Weather in Wyoming was proving to be more interesting than the landscape. I’d see storms straight ahead, then the highway would turn toward clear skies again. The wind was really picking up by the time I hit Cheyenne and though I hadn’t encountered any rain yet, things weren’t looking good. Just before Nebraska, fierce winds and sideways rain forced me to pull over and get back into rain gear. It was actually hard to stand up, let alone pull on the rain gear on the side of the road. (A smart person would likely have stopped for the night, but I am not a smart man!) I was near the edge of the storm, and could see where the ominous looking clouds ended. I raced toward the edge of the cloud, hoping the wind would dissipate. It was only about 20 minutes until I reached the edge of the storm. The wind receded, and I had missed most of the rain. It was probably the worst wind storm I’d ever ridden in. There was no place to pull over and take cover, and I was fortunate to catch only the edge of it. It was getting dark and I rode on to Sidney, Nebraska to stop for the night.
The next couple of days were uneventful. I continued along I-80, heading east until I reached home. There wasn’t much in the way of interesting topography, but I did see a lot of corn – and windmills! I’d make a couple of stops along the way to see something that caught my eye and grab a picture, but I understand why this region is referred to as drive-through or flyover country.
Traffic definitely increased as I travelled east, but with much of the country shut down due to COVID-19, traffic wasn’t nearly as bad as normal. I stopped one last night on the western side of Pennsylvania before returning home the next day. Riding through Pennsylvania’s Pocono Mountains is always a treat and made for a final bit of interesting, though familiar, scenery as completed my travels.
Overall, the trip lasted just over two weeks and was 7,746 miles. I went through 40 tanks of gas and drove through 24 states: New Jersey, Pennsylvania, Maryland, Virginia, West Virginia, Tennessee, Alabama, Georgia, Mississippi, Arkansas, Oklahoma, Texas, New Mexico, Arizona, California, Nevada, Utah, Colorado, Wyoming, Nebraska, Iowa, Illinois, Ohio, Indiana.
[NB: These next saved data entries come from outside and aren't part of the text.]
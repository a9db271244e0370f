//! Sample moments of a flat row-major shock matrix.
//!
//! These feed the Monte-Carlo engine when drift and covariance are
//! estimated from the historical shock matrix rather than supplied
//! externally. The covariance uses the unbiased `rows - 1` divisor and
//! collapses to the zero matrix for a single observation.

use crate::core::{Result, RiskError};

fn check_shape(shocks: &[f64], rows: usize, cols: usize) -> Result<()> {
    if cols == 0 {
        return Err(RiskError::InvalidArgument(
            "shock matrix must have a positive factor dimension".to_string(),
        ));
    }
    if shocks.len() != rows * cols {
        return Err(RiskError::InvalidArgument(format!(
            "shock matrix has {} entries, expected {rows} x {cols}",
            shocks.len()
        )));
    }
    Ok(())
}

/// Per-factor mean of a `rows x cols` shock matrix.
pub fn sample_mean(shocks: &[f64], rows: usize, cols: usize) -> Result<Vec<f64>> {
    if rows == 0 {
        return Err(RiskError::InvalidArgument(
            "sample mean requires at least one observation".to_string(),
        ));
    }
    check_shape(shocks, rows, cols)?;

    let mut mean = vec![0.0_f64; cols];
    for row in shocks.chunks_exact(cols) {
        for (acc, &x) in mean.iter_mut().zip(row) {
            *acc += x;
        }
    }
    let inv = 1.0 / rows as f64;
    for acc in &mut mean {
        *acc *= inv;
    }
    Ok(mean)
}

/// Row-major `cols x cols` sample covariance of a `rows x cols` shock
/// matrix around `mean`.
pub fn sample_covariance(
    shocks: &[f64],
    mean: &[f64],
    rows: usize,
    cols: usize,
) -> Result<Vec<f64>> {
    check_shape(shocks, rows, cols)?;
    if mean.len() != cols {
        return Err(RiskError::InvalidArgument(format!(
            "mean vector has {} entries, expected {cols}",
            mean.len()
        )));
    }

    let mut cov = vec![0.0_f64; cols * cols];
    if rows <= 1 {
        return Ok(cov);
    }

    let mut diff = vec![0.0_f64; cols];
    for row in shocks.chunks_exact(cols) {
        for ((d, &x), &m) in diff.iter_mut().zip(row).zip(mean) {
            *d = x - m;
        }
        for i in 0..cols {
            let di = diff[i];
            for j in 0..cols {
                cov[i * cols + j] += di * diff[j];
            }
        }
    }

    let inv = 1.0 / (rows - 1) as f64;
    for entry in &mut cov {
        *entry *= inv;
    }
    Ok(cov)
}

#[cfg(test)]
mod tests {
    use approx::assert_relative_eq;

    use super::*;

    #[test]
    fn mean_averages_each_column() {
        let shocks = [0.01, 0.02, 0.03, 0.04, -0.01, 0.00];
        let mean = sample_mean(&shocks, 3, 2).unwrap();
        assert_relative_eq!(mean[0], 0.01, epsilon = 1e-15);
        assert_relative_eq!(mean[1], 0.02, epsilon = 1e-15);
    }

    #[test]
    fn covariance_matches_hand_computation() {
        // Two observations of two factors.
        let shocks = [0.01, -0.02, 0.03, 0.02];
        let mean = sample_mean(&shocks, 2, 2).unwrap();
        let cov = sample_covariance(&shocks, &mean, 2, 2).unwrap();

        // Deviations are (-+0.01, -+0.02); with the n-1 divisor the
        // covariance entries are products of those half-ranges times 2.
        assert_relative_eq!(cov[0], 2.0e-4, epsilon = 1e-15);
        assert_relative_eq!(cov[1], 4.0e-4, epsilon = 1e-15);
        assert_relative_eq!(cov[2], 4.0e-4, epsilon = 1e-15);
        assert_relative_eq!(cov[3], 8.0e-4, epsilon = 1e-15);
    }

    #[test]
    fn single_observation_yields_zero_covariance() {
        let shocks = [0.05, -0.01];
        let mean = sample_mean(&shocks, 1, 2).unwrap();
        let cov = sample_covariance(&shocks, &mean, 1, 2).unwrap();
        assert!(cov.iter().all(|&x| x == 0.0));
    }

    #[test]
    fn rejects_shape_mismatches() {
        assert!(sample_mean(&[0.1; 5], 2, 2).is_err());
        assert!(sample_mean(&[], 0, 2).is_err());
        let mean = [0.0, 0.0, 0.0];
        assert!(sample_covariance(&[0.1; 4], &mean, 2, 2).is_err());
    }
}
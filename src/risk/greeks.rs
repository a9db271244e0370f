//! Portfolio Greeks aggregation.

use crate::core::{Greeks, InstrumentKind, OptionSide};
use crate::instruments::InstrumentBook;
use crate::pricing::black_scholes;

/// Per-contract, per-position, and portfolio-total Greeks.
#[derive(Debug, Clone, Default)]
pub struct PortfolioGreeks {
    /// One row per instrument, unscaled.
    pub per_contract: Vec<Greeks>,
    /// Per-contract rows scaled by the signed position quantity.
    pub per_position: Vec<Greeks>,
    /// Componentwise sum of the per-position rows.
    pub totals: Greeks,
}

/// Computes Greeks for every row of the book.
///
/// Equities are delta-one: price equals the mark, delta is 1, everything
/// else 0. Options go through the Black-Scholes kernel with the spot
/// resolved as `spot_override` if given, else the stored underlying price,
/// else the contract mark. The kernel absorbs degenerate expiries and
/// volatilities, so this aggregation never fails.
pub fn compute_greeks(book: &InstrumentBook, spot_override: Option<f64>) -> PortfolioGreeks {
    let n = book.len();
    let mut result = PortfolioGreeks {
        per_contract: Vec::with_capacity(n),
        per_position: Vec::with_capacity(n),
        totals: Greeks::default(),
    };

    for i in 0..n {
        let contract = match book.kind[i] {
            InstrumentKind::Equity => Greeks {
                price: book.current_price[i],
                delta: 1.0,
                ..Greeks::default()
            },
            InstrumentKind::Option => {
                let spot = spot_override.unwrap_or(if book.underlying_price[i] > 0.0 {
                    book.underlying_price[i]
                } else {
                    book.current_price[i]
                });
                black_scholes::greeks(
                    OptionSide::from_call_flag(book.is_call[i]),
                    spot,
                    book.strike[i],
                    book.rate[i],
                    book.implied_vol[i],
                    book.time_to_maturity[i],
                )
            }
        };

        let position = contract.scaled(book.qty[i]);
        result.totals.accumulate(position);
        result.per_contract.push(contract);
        result.per_position.push(position);
    }

    result
}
- “It’s a dry heat” doesn’t make it any less hot!
- They need to open an In-N-Out Burger in New Jersey.
- I should move out West, maybe back to Arizona or Utah.
- Riding with friends is fun, but I prefer traveling alone.
- However prepared you may be, unexpected things will occur.
- No matter how much time you have, it’s not enough.
- The Pennsylvania Turnpike has been under construction since I was a little kid and is still in bad shape.